NASA has selected an Atlas V launch vehicle operated by United Launch Services LLC to launch the Solar Orbiter Collaboration mission to study the sun in July 2017. The Solar Orbiter will launch on an Atlas V 411 rocket from Space Launch Complex 41 at Cape Canaveral Air Force Station, Florida. The total cost for NASA to launch the Solar Orbiter is approximately $172.7 million, which includes the launch service, spacecraft processing, payload integration, tracking, data and telemetry and other launch support requirements. Editor’s Note: The announcement is effectively a re-announcement of the original launch order made in October 2011.

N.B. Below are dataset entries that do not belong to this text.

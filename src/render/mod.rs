//! Pure rendering: text blocks and selectable-option layouts
//!
//! Nothing in here touches the store or any clock; callers pass entities and
//! today's date in.

pub mod format;
pub mod keyboard;

pub use keyboard::{Button, Keyboard};
//! Chat transport boundary
//!
//! The dispatcher is transport-agnostic; anything that can produce
//! [`Incoming`] events and accept [`Reply`] renders can drive it. The
//! console transport is the built-in implementation, mapping stdin lines
//! to events so the bot can be exercised without a chat platform.

use async_trait::async_trait;
use eyre::Result;
use tokio::io::{AsyncBufReadExt, BufReader, Lines, Stdin};
use tracing::warn;

use crate::event::{Command, Incoming, Reply, Sender};

/// Source of inbound events and sink for outbound replies
#[async_trait]
pub trait Transport: Send {
    /// Next inbound event; `None` means the transport is exhausted
    async fn next_event(&mut self) -> Result<Option<Incoming>>;

    /// Deliver a reply to the given chat
    async fn send(&mut self, chat_id: i64, reply: &Reply) -> Result<()>;
}

/// Interactive transport over stdin/stdout
///
/// Input convention: lines starting with `/` are commands, lines starting
/// with `>` are button presses (the text after `>` is the callback data),
/// anything else is free text.
pub struct ConsoleTransport {
    lines: Lines<BufReader<Stdin>>,
    sender: Sender,
}

impl ConsoleTransport {
    pub fn new(chat_id: i64) -> Self {
        Self {
            lines: BufReader::new(tokio::io::stdin()).lines(),
            sender: Sender::new(chat_id),
        }
    }

    fn parse_line(&self, line: &str) -> Option<Incoming> {
        let line = line.trim();
        if line.is_empty() {
            return None;
        }
        if let Some(data) = line.strip_prefix('>') {
            return Some(Incoming::callback(self.sender.clone(), data.trim()));
        }
        if line.starts_with('/') {
            return match Command::parse(line) {
                Some(command) => Some(Incoming::command(self.sender.clone(), command)),
                None => {
                    warn!(line, "Unknown command");
                    None
                }
            };
        }
        Some(Incoming::text(self.sender.clone(), line))
    }
}

#[async_trait]
impl Transport for ConsoleTransport {
    async fn next_event(&mut self) -> Result<Option<Incoming>> {
        while let Some(line) = self.lines.next_line().await? {
            if let Some(event) = self.parse_line(&line) {
                return Ok(Some(event));
            }
        }
        Ok(None)
    }

    async fn send(&mut self, _chat_id: i64, reply: &Reply) -> Result<()> {
        println!("{}", reply.text);
        if let Some(keyboard) = &reply.keyboard {
            for row in &keyboard.rows {
                let rendered: Vec<String> = row.iter().map(|b| format!("[{}  > {}]", b.label, b.data)).collect();
                println!("  {}", rendered.join(" "));
            }
        }
        println!();
        Ok(())
    }
}

#[cfg(test)]
mod tests {
    use super::*;
    use crate::event::Payload;

    fn transport() -> ConsoleTransport {
        ConsoleTransport::new(1)
    }

    #[test]
    fn test_parse_line_dispatch() {
        let t = transport();

        match t.parse_line("/start").map(|e| e.payload) {
            Some(Payload::Command(Command::Start)) => {}
            other => panic!("unexpected: {:?}", other),
        }

        match t.parse_line("> task_detail_3").map(|e| e.payload) {
            Some(Payload::Callback(data)) => assert_eq!(data, "task_detail_3"),
            other => panic!("unexpected: {:?}", other),
        }

        match t.parse_line("Buy milk").map(|e| e.payload) {
            Some(Payload::Text(text)) => assert_eq!(text, "Buy milk"),
            other => panic!("unexpected: {:?}", other),
        }

        assert!(t.parse_line("   ").is_none());
        assert!(t.parse_line("/bogus").is_none());
    }
}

The Solar Orbiter, now renamed Solar Orbiter Collaboration due to its collaborative nature between the European Space Agency and NASA, is planned to study the sun and its outer atmosphere. The spacecraft will observe the sun’s atmosphere with high spatial resolution lenses and combine these observations with measurements taken in the environment surrounding the orbiter. It also will provide images and data covering the sun’s polar regions.
NASA’s Launch Services Program at the agency’s Kennedy Space Center in Florida is responsible for management and oversight of the Atlas V launch services. NASA’s Goddard Space Flight Center in Greenbelt, Md., manages the program for the Heliophysics Division of the agency’s Science Mission Directorate at NASA Headquarters in Washington. United Launch Services operates as a subsidiary of United Launch Alliance.